**What to work on:** Give every line from the entries that contains "params".

**Entries shown:**
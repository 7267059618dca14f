//! Sections every configuration carries
//!
//! The controller rebuilds these each sync and lets the transaction drop
//! the edits that change nothing.

use crate::config::ControllerConfig;
use crate::rules::Rule;
use haproxy_client::{
    Backend, Bind, Defaults, Frontend, Global, HAProxyError, HttpRequestAction, HttpRequestRule, Mode, ParentType,
    RuntimeApiBind, Server, Transaction,
};
use std::collections::BTreeMap;
use tracing::debug;

/// Plain HTTP frontend.
pub const HTTP_FRONTEND: &str = "http";
/// TLS terminating frontend.
pub const HTTPS_FRONTEND: &str = "https";
/// SSL passthrough frontend, TCP mode.
pub const SSL_FRONTEND: &str = "ssl";
pub const HEALTHZ_FRONTEND: &str = "healthz";
pub const STATS_FRONTEND: &str = "stats";
/// Backend forwarding passthrough traffic to the HTTPS frontend
pub const SSL_BACKEND: &str = "ssl";
/// Built-in backend answering 404 when no default service is configured
pub const DEFAULT_LOCAL_BACKEND: &str = "default-local-service";

const SSL_INSPECT_DELAY: &str = "5000";

/// Global section for `config`.
pub fn global(config: &ControllerConfig) -> Global {
    Global {
        master_worker: true,
        pidfile: Some(config.pid_file().to_string_lossy().into_owned()),
        runtime_apis: vec![RuntimeApiBind {
            address: config.runtime_socket().to_string_lossy().into_owned(),
            level: "admin".to_string(),
            expose_fd_listeners: true,
        }],
        default_path: Some("config".to_string()),
        limited_quic: true,
        server_state_file: Some("global".to_string()),
        server_state_base: Some(format!("{}/", config.state_dir.to_string_lossy())),
        stats_timeout: Some("1m".to_string()),
        ..Default::default()
    }
}

/// Defaults section before ConfigMap and custom resource overrides.
pub fn defaults() -> Defaults {
    let timeouts = [
        ("connect", "5s"),
        ("client", "50s"),
        ("queue", "5s"),
        ("server", "50s"),
        ("tunnel", "1h"),
        ("http-request", "5s"),
        ("http-keep-alive", "1m"),
    ]
    .into_iter()
    .map(|(name, value)| (name.to_string(), value.to_string()))
    .collect();
    Defaults {
        mode: Some(Mode::Http),
        log_global: true,
        options: vec!["redispatch".to_string(), "dontlognull".to_string(), "http-keep-alive".to_string()],
        maxconn: None,
        retries: Some(3),
        timeouts,
        load_server_state_from_file: Some("global".to_string()),
        ..Default::default()
    }
}

/// IPv4 and IPv6 binds on `port`, as enabled.
pub fn binds(config: &ControllerConfig, port: u16, params: &[String]) -> Vec<Bind> {
    let mut binds = Vec::new();
    if !config.disable_ipv4 {
        binds.push(Bind {
            name: "v4".to_string(),
            address: config.ipv4_bind_address.clone(),
            port: Some(port),
            params: params.to_vec(),
        });
    }
    if !config.disable_ipv6 {
        let mut params = params.to_vec();
        if !config.disable_ipv4 {
            params.push("v6only".to_string());
        }
        binds.push(Bind {
            name: "v6".to_string(),
            address: config.ipv6_bind_address.clone(),
            port: Some(port),
            params,
        });
    }
    binds
}

/// Binds of the HTTPS frontend. Behind SSL passthrough it listens on a
/// local socket fed by the `ssl` backend. Without certificates it has none.
pub fn https_binds(config: &ControllerConfig, has_certs: bool, passthrough: bool) -> Vec<Bind> {
    if !has_certs {
        return Vec::new();
    }
    let ssl = vec![
        "ssl".to_string(),
        format!("crt {}", config.frontend_certs_dir().to_string_lossy()),
        "alpn h2,http/1.1".to_string(),
    ];
    if passthrough {
        let mut params = ssl;
        params.insert(0, "accept-proxy".to_string());
        return vec![Bind {
            name: "haproxy-ssl".to_string(),
            address: format!("unix@{}", config.ssl_frontend_socket().to_string_lossy()),
            port: None,
            params,
        }];
    }
    binds(config, config.https_bind_port, &ssl)
}

/// Settings of the HTTP and HTTPS frontends before ConfigMap and custom
/// resource overrides.
pub fn http_frontend(name: &str, default_backend: &str) -> Frontend {
    Frontend {
        default_backend: Some(default_backend.to_string()),
        options: vec!["http-keep-alive".to_string(), "forwardfor".to_string()],
        ..Frontend::new(name, Mode::Http)
    }
}

/// Creates or updates `frontend` and makes its binds equal to `binds`.
/// Returns true when anything changed.
pub fn sync_frontend(txn: &mut Transaction, frontend: Frontend, binds: Vec<Bind>) -> Result<bool, HAProxyError> {
    let name = frontend.name.clone();
    let mut changed = if txn.frontend_get(&name).is_ok() {
        txn.frontend_edit(frontend)?
    } else {
        txn.frontend_create(frontend)?;
        true
    };

    let wanted: BTreeMap<String, Bind> = binds.into_iter().map(|b| (b.name.clone(), b)).collect();
    let current: Vec<String> = txn.frontend_binds(&name)?.iter().map(|b| b.name.clone()).collect();
    for bind in current.iter().filter(|bind| !wanted.contains_key(*bind)) {
        txn.frontend_bind_delete(&name, bind)?;
        changed = true;
    }
    for bind in wanted.into_values() {
        if current.contains(&bind.name) {
            changed |= txn.frontend_bind_edit(&name, bind)?;
        } else {
            txn.frontend_bind_create(&name, bind)?;
            changed = true;
        }
    }
    if changed {
        debug!(frontend = %name, "frontend updated");
    }
    Ok(changed)
}

/// Deletes `frontend` if present. Returns true when it existed.
pub fn remove_frontend(txn: &mut Transaction, frontend: &str) -> Result<bool, HAProxyError> {
    match txn.frontend_delete(frontend) {
        Ok(()) => Ok(true),
        Err(e) if e.is_not_found() => Ok(false),
        Err(e) => Err(e),
    }
}

/// Healthz and stats frontends plus the built-in 404 backend.
pub fn sync_static(txn: &mut Transaction, config: &ControllerConfig) -> Result<bool, HAProxyError> {
    let healthz = Frontend {
        monitor_uri: Some("/healthz".to_string()),
        options: vec!["dontlog-normal".to_string()],
        ..Frontend::new(HEALTHZ_FRONTEND, Mode::Http)
    };
    let mut changed = sync_frontend(txn, healthz, binds(config, config.healthz_bind_port, &[]))?;

    let stats = Frontend {
        stats_uri: Some("/".to_string()),
        ..Frontend::new(STATS_FRONTEND, Mode::Http)
    };
    changed |= sync_frontend(txn, stats, binds(config, config.stats_bind_port, &[]))?;

    if txn.backend_create_if_not_exists(Backend::new(DEFAULT_LOCAL_BACKEND, Mode::Http)) {
        txn.http_request_rule_create(
            ParentType::Backend,
            DEFAULT_LOCAL_BACKEND,
            0,
            HttpRequestRule {
                action: HttpRequestAction::Return {
                    status: 404,
                    content_type: None,
                    content: None,
                },
                cond: None,
            },
        )?;
        changed = true;
    }
    Ok(changed)
}

/// The `ssl` frontend and backend of SSL passthrough. Rules of the `ssl`
/// frontend go through the rules engine, see [`ssl_rules`].
pub fn sync_ssl_passthrough(txn: &mut Transaction, config: &ControllerConfig, enabled: bool) -> Result<bool, HAProxyError> {
    if !enabled {
        let mut changed = remove_frontend(txn, SSL_FRONTEND)?;
        if txn.backend_exists(SSL_BACKEND) {
            txn.backend_delete(SSL_BACKEND)?;
            changed = true;
        }
        return Ok(changed);
    }

    let frontend = Frontend {
        default_backend: Some(SSL_BACKEND.to_string()),
        options: vec!["tcplog".to_string()],
        ..Frontend::new(SSL_FRONTEND, Mode::Tcp)
    };
    let mut changed = sync_frontend(txn, frontend, binds(config, config.https_bind_port, &[]))?;

    if txn.backend_create_if_not_exists(Backend::new(SSL_BACKEND, Mode::Tcp)) {
        txn.backend_server_create(
            SSL_BACKEND,
            Server {
                name: "haproxy-ssl".to_string(),
                address: format!("unix@{}", config.ssl_frontend_socket().to_string_lossy()),
                port: None,
                params: vec!["send-proxy-v2".to_string()],
                maintenance: false,
            },
        )?;
        changed = true;
    }
    Ok(changed)
}

/// Inspect and accept rules of the `ssl` frontend.
pub fn ssl_rules() -> Vec<Rule> {
    vec![
        Rule::InspectDelay {
            timeout: SSL_INSPECT_DELAY.to_string(),
        },
        Rule::AcceptContent {
            cond: "{ req_ssl_hello_type 1 }".to_string(),
        },
        Rule::RejectContent {
            cond: "!{ req_ssl_hello_type 1 }".to_string(),
        },
    ]
}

**Exercise answer:**
pub fn binds(config: &ControllerConfig, port: u16, params: &[String]) -> Vec<Bind> {
            params: params.to_vec(),
        let mut params = params.to_vec();
            params.push("v6only".to_string());
            params,
        let mut params = ssl;
        params.insert(0, "accept-proxy".to_string());
            params,
                params: vec!["send-proxy-v2".to_string()],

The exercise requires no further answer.